Wednesday, February 17, 2010

Crossroads

Enjoy a lie in today after the room's collective decision last night to visit the nearby Qalat. It's late morning by the time we roll out of the hostel towards the minibus station. I converse with a lawyer as we drive at the usual warp factor 4 along the highway. The bus leaves us by the side of the road, but it's not difficult to make our way to the castle, looking all big and imposing on a nearby hillock. We sit and enjoy the views of the arid landscape. Some Bedouin tribes people have arrived and are observed erecting their big tents at great speed on the ground below us. We are the only visitors today, save for some Bedouin kids who have decided to take a break from their game of football, and a couple of girls from the nearby town.
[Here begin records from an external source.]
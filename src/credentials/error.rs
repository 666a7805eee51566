//! Credential resolution errors.

use std::fmt;
use std::path::PathBuf;

use thiserror::Error;

/// Which credential file an error refers to.
#[derive(Debug, Clone, Copy, PartialEq, Eq)]
pub enum Artifact {
    Ca,
    Cert,
    Key,
}

impl fmt::Display for Artifact {
    fn fmt(&self, f: &mut fmt::Formatter<'_>) -> fmt::Result {
        match self {
            Artifact::Ca => write!(f, "ca cert"),
            Artifact::Cert => write!(f, "tls cert"),
            Artifact::Key => write!(f, "tls key"),
        }
    }
}

/// Problems turning PEM bytes into a usable key-pair.
#[derive(Debug, Error)]
pub enum IngestError {
    #[error("malformed PEM in {artifact}: {source}")]
    Pem {
        artifact: Artifact,
        #[source]
        source: std::io::Error,
    },

    #[error("no certificates found in {0}")]
    NoCertificates(Artifact),

    #[error("no private key found in tls key")]
    NoPrivateKey,

    #[error("private key does not match the certificate")]
    KeyMismatch,

    #[error(transparent)]
    Rustls(#[from] rustls::Error),
}

/// Errors that can occur while resolving the TLS identity.
///
/// All of them are fatal at startup.
#[derive(Debug, Error)]
pub enum CredentialError {
    /// An explicitly configured file could not be read.
    #[error("failed to read {artifact} {path:?}: {source}")]
    Read {
        artifact: Artifact,
        path: PathBuf,
        #[source]
        source: std::io::Error,
    },

    /// The fallback certificate could not be opened or read.
    #[error("failed to open TLS cert {path:?}: {source}")]
    FallbackCert {
        path: PathBuf,
        #[source]
        source: std::io::Error,
    },

    /// The fallback key could not be read.
    #[error("failed to read TLS key {path:?}: {source}")]
    FallbackKey {
        path: PathBuf,
        #[source]
        source: std::io::Error,
    },

    #[error("tls-cert is required")]
    CertRequired,

    #[error("tls-key is required")]
    KeyRequired,

    #[error("failed to ingest TLS files: {0}")]
    Ingest(#[from] IngestError),
}

impl CredentialError {
    /// The artifact this error is about, when there is a single one.
    pub fn artifact(&self) -> Option<Artifact> {
        match self {
            CredentialError::Read { artifact, .. } => Some(*artifact),
            CredentialError::FallbackCert { .. } | CredentialError::CertRequired => {
                Some(Artifact::Cert)
            }
            CredentialError::FallbackKey { .. } | CredentialError::KeyRequired => {
                Some(Artifact::Key)
            }
            CredentialError::Ingest(IngestError::Pem { artifact, .. })
            | CredentialError::Ingest(IngestError::NoCertificates(artifact)) => Some(*artifact),
            CredentialError::Ingest(IngestError::NoPrivateKey) => Some(Artifact::Key),
            CredentialError::Ingest(_) => None,
        }
    }
}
I leave the perch first and pass what turns out to be the girls' families on the way down the hill as they sit and enjoy a roadside picnic. They unsurprisingly invite me over for some food and a nice cup of tea, which is much appreciated. The rest of the group eventually catch up and we all sit relaxed on the rug watching the world go by, eating scrambled eggs and attempting to work out which kids belong to which family. We ultimately say goodbye, and make our way back along the road to the main intersection. It's pretty funny attempting to flag down a bus or car. A farmer stops, simply to have a chat with us- he's not going our way- and we almost miss the bus that stops just behind him.

Safely back in Hama, we're conveniently dropped off near some of the famous waterwheels, but getting to them proves surprisingly difficult. We reckon we'd have to walk miles to get to them past all the private fenced off houses and riverside cafeterias along the bank, so we gainfully hop over a dyke to get in some good shots of wheels that haven't moved for some time judging by the stagnant water surrounding them.
The latter part of the day is spent with everybody sorting out their own particular tasks. A Ronaldinho backpack, a pair of jeans, knock off DVDs, some cheesecake and a haircut are all part of the equation. Hama has been a revelation. It was immediately friendly and we've all had a great time here. Our last act on the busy central streets is to grab another bite to eat at Yasser's busy takeaway, where once again, he provides us with awesome falafel and chips until we can't eat anymore. After refusing to take my money, he shouts "Habibi" as we say our goodbyes.

It would be wrong on so many levels not to celebrate our last night together- tomorrow we all head in our own directions. So, we locate a nearby (and typically discreet) bottle store to purchase some of the more popular Egyptian beer, which we enjoy back at the hotel. The evenings of this trip have been a series of rapid flashes. Even though there haven't been many nights out, most evenings have been very sociable and even the quieter times seem to have passed very quickly. A few pages of a book and a couple of chats, and before you know it, it's light out time again. I think that's probably a very good sign.